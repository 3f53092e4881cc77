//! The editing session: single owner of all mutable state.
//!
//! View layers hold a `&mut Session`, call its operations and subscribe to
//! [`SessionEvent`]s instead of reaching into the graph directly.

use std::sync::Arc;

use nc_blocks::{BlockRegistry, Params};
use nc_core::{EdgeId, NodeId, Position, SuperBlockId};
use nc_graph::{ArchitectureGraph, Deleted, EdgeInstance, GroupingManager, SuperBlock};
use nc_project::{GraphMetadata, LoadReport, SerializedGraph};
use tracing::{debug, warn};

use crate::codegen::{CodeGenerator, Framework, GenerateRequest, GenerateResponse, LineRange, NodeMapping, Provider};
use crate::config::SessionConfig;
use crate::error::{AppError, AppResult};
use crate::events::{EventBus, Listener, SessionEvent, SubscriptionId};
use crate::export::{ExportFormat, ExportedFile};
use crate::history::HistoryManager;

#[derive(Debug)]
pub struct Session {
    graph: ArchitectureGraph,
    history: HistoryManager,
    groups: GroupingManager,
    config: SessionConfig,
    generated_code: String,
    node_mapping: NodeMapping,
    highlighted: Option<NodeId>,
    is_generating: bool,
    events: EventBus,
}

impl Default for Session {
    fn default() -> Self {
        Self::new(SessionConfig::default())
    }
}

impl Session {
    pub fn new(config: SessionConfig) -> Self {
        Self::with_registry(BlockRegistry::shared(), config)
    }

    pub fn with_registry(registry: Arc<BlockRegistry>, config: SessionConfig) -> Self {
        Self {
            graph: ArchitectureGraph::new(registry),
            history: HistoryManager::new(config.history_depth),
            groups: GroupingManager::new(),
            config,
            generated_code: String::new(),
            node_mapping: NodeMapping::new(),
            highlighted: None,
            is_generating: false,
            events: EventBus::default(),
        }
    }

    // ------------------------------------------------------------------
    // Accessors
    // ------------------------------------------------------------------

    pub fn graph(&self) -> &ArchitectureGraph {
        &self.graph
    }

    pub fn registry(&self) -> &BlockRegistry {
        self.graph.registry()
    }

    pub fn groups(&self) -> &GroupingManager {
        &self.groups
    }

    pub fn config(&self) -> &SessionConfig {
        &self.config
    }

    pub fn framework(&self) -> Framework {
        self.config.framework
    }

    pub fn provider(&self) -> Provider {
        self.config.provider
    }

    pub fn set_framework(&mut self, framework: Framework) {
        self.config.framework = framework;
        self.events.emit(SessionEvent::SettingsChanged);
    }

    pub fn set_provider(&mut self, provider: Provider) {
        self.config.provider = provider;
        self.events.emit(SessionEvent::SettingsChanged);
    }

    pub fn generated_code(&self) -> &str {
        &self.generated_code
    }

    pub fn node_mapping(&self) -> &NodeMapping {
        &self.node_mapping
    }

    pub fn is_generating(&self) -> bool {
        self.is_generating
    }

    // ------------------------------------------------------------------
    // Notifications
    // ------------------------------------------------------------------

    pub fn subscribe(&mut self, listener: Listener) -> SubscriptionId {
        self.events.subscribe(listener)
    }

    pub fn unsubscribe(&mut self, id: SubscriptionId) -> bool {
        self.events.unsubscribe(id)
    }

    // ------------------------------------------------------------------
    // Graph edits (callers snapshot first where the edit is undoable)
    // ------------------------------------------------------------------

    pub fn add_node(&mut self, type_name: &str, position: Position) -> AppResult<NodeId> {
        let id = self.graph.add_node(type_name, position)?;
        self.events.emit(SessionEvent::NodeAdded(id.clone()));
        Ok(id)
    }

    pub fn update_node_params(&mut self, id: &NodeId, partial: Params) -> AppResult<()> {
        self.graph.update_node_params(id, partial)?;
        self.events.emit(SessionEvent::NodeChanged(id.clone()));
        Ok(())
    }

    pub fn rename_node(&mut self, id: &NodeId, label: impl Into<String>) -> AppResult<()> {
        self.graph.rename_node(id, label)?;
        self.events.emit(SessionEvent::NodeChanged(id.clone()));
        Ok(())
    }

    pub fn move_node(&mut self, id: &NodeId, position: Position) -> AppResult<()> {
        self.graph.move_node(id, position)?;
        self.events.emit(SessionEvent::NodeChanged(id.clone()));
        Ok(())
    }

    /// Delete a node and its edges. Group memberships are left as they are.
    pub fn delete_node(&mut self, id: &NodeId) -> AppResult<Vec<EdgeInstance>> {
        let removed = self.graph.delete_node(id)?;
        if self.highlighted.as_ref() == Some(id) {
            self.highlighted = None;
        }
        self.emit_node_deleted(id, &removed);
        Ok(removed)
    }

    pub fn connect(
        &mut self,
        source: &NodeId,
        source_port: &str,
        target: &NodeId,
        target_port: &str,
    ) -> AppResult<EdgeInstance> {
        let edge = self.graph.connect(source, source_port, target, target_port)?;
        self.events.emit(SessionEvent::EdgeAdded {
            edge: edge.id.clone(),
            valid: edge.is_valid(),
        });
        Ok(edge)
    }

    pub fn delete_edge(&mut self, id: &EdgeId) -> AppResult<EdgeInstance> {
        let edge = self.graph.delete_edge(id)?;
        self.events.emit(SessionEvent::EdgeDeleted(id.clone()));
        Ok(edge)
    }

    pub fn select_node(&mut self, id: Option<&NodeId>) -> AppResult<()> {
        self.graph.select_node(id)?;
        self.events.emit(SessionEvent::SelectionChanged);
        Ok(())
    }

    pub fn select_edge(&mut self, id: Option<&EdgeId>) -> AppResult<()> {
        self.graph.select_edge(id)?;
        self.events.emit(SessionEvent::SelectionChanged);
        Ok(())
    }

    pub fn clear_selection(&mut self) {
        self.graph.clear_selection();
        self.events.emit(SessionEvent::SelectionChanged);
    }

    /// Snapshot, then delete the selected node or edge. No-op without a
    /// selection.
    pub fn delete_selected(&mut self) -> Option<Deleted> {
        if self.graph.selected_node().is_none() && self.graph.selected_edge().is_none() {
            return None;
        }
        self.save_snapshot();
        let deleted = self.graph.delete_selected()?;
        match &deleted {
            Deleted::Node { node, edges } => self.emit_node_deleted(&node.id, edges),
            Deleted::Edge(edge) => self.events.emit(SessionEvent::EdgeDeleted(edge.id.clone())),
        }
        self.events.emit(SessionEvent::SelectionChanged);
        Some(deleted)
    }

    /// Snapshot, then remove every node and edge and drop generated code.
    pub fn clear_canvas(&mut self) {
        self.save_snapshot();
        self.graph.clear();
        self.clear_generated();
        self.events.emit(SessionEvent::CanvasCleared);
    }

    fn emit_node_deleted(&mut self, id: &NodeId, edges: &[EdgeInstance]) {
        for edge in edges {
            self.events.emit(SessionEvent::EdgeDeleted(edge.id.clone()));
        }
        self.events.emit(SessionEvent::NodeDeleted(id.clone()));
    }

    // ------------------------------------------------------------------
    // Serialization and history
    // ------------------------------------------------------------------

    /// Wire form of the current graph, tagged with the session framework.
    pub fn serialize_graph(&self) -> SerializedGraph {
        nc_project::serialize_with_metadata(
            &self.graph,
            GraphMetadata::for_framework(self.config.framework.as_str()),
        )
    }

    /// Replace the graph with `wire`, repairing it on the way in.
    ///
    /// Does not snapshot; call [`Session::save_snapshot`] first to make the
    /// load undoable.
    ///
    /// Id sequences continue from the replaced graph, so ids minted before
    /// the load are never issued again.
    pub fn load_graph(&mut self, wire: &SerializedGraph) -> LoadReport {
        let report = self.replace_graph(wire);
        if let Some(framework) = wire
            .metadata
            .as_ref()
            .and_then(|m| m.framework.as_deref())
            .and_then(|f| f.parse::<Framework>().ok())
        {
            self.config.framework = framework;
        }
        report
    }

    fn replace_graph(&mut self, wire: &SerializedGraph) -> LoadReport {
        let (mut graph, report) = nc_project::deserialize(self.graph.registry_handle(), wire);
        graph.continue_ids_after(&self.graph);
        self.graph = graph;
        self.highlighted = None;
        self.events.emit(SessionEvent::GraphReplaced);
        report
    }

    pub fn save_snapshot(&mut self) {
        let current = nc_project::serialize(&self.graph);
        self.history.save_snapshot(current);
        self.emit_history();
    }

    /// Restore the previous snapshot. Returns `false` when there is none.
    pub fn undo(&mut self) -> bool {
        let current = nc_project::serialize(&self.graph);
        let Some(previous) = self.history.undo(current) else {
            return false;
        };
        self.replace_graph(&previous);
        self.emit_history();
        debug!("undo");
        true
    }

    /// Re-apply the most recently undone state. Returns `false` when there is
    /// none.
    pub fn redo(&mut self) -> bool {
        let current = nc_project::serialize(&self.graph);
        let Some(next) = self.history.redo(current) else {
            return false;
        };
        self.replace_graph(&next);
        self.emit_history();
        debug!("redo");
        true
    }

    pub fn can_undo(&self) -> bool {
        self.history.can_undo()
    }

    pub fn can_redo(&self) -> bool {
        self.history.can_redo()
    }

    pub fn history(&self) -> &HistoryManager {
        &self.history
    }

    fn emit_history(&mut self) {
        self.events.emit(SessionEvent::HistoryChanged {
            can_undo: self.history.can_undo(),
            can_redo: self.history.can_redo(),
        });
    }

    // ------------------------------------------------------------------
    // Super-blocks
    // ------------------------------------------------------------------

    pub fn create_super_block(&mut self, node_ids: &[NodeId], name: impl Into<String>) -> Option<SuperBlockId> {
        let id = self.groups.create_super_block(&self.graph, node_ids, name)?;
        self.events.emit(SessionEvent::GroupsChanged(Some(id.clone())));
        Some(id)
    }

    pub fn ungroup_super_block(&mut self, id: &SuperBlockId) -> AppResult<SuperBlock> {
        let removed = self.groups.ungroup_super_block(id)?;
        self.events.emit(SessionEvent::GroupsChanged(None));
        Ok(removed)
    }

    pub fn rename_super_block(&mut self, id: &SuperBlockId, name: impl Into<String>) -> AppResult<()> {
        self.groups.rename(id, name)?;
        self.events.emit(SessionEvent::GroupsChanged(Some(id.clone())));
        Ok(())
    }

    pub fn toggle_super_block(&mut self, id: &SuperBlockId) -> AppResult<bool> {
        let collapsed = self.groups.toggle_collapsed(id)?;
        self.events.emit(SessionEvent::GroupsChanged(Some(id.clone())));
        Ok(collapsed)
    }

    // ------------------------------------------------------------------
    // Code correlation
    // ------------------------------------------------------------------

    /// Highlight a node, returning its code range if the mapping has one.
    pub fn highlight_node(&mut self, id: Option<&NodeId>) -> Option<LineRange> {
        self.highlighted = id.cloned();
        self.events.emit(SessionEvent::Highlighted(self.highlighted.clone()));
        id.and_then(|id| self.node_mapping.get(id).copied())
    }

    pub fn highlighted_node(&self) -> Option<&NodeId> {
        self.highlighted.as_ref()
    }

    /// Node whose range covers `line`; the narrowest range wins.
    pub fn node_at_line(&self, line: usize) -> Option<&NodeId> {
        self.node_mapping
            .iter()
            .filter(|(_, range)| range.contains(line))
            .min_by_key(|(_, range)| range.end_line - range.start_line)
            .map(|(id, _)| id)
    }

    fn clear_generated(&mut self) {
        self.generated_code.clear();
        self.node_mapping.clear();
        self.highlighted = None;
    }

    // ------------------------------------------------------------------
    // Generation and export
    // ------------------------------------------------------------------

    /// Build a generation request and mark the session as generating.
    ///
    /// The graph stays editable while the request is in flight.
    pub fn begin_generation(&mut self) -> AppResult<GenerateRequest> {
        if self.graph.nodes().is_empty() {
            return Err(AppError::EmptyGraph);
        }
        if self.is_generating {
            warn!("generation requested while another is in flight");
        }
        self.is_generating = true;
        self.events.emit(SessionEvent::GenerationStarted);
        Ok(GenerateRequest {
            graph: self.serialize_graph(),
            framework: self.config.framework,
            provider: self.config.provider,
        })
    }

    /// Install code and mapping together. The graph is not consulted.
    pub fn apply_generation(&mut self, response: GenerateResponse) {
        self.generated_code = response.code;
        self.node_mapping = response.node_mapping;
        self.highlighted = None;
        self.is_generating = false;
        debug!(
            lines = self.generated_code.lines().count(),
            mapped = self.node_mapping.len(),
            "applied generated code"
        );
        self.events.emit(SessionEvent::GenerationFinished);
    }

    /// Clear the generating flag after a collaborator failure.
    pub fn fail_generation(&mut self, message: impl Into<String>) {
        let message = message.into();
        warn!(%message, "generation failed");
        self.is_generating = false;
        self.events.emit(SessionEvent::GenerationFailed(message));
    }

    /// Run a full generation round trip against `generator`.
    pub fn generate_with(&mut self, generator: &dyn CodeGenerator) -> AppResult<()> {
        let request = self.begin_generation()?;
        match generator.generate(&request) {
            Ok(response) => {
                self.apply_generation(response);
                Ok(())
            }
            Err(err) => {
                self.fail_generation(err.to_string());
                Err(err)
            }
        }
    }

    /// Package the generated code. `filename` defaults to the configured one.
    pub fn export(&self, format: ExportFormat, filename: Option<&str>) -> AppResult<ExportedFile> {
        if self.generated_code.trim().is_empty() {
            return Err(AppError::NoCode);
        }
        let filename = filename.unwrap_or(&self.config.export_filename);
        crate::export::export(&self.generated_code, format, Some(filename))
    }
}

---

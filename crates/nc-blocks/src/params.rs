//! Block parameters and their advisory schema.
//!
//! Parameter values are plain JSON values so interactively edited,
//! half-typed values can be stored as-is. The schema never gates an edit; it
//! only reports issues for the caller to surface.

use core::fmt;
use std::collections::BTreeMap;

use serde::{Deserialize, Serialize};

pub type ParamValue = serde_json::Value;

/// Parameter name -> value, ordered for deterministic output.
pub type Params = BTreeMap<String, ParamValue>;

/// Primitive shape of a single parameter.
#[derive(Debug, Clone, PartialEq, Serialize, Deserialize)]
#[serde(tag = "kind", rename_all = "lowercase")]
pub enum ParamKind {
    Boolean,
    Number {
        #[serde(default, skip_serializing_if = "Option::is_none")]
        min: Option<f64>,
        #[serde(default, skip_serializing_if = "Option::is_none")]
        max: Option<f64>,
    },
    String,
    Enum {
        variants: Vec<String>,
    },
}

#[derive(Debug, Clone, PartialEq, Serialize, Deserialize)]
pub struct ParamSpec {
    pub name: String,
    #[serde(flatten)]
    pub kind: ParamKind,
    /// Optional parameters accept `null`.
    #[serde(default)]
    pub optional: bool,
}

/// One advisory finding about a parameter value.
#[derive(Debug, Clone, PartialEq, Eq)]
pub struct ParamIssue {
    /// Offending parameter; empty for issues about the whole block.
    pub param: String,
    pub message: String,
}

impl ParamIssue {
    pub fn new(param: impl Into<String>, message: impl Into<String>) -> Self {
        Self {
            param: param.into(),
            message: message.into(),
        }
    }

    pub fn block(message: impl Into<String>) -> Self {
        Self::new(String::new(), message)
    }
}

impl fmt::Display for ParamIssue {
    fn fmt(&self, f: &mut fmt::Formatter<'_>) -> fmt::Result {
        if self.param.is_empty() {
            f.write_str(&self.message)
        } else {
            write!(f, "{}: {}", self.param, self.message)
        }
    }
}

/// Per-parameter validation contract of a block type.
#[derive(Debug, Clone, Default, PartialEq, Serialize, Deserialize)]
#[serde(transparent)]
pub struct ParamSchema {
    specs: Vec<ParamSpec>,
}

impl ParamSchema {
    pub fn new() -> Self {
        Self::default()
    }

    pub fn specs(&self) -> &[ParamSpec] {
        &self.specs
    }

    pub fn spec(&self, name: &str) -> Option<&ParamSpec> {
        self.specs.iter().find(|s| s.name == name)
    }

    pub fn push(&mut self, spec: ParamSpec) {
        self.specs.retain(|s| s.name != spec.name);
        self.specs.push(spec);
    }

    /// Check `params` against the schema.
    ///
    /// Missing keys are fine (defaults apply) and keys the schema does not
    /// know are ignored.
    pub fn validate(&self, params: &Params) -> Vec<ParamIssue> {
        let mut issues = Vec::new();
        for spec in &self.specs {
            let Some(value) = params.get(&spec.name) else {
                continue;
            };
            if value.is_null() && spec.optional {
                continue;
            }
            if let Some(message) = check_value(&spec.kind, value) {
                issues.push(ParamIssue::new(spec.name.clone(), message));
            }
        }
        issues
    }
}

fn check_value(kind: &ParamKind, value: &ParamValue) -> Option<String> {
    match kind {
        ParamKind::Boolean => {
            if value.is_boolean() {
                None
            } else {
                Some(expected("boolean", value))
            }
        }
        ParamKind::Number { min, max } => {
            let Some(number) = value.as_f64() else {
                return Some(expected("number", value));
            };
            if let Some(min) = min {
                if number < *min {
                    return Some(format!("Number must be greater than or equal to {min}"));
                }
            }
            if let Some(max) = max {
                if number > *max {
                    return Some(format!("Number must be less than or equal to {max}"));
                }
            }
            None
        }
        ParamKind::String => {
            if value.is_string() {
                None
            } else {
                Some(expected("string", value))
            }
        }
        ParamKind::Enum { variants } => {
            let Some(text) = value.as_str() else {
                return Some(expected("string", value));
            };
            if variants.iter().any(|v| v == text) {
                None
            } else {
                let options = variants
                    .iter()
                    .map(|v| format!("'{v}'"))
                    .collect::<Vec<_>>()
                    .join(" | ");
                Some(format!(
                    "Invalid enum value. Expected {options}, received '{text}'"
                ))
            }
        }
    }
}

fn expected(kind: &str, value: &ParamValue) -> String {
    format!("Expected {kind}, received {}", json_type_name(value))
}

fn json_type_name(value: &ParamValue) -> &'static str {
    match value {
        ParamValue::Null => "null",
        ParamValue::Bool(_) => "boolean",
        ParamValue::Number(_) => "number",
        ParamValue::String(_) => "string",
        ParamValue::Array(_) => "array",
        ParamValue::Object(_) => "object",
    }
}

Task directions: Only one stretch of the entries above is wanted: the lines from the one containing "No-op without a" through the one containing "for edge in". Please reproduce it exactly.

Exercise output:
    /// Snapshot, then delete the selected node or edge. No-op without a
    /// selection.
    pub fn delete_selected(&mut self) -> Option<Deleted> {
        if self.graph.selected_node().is_none() && self.graph.selected_edge().is_none() {
            return None;
        }
        self.save_snapshot();
        let deleted = self.graph.delete_selected()?;
        match &deleted {
            Deleted::Node { node, edges } => self.emit_node_deleted(&node.id, edges),
            Deleted::Edge(edge) => self.events.emit(SessionEvent::EdgeDeleted(edge.id.clone())),
        }
        self.events.emit(SessionEvent::SelectionChanged);
        Some(deleted)
    }

    /// Snapshot, then remove every node and edge and drop generated code.
    pub fn clear_canvas(&mut self) {
        self.save_snapshot();
        self.graph.clear();
        self.clear_generated();
        self.events.emit(SessionEvent::CanvasCleared);
    }

    fn emit_node_deleted(&mut self, id: &NodeId, edges: &[EdgeInstance]) {
        for edge in edges {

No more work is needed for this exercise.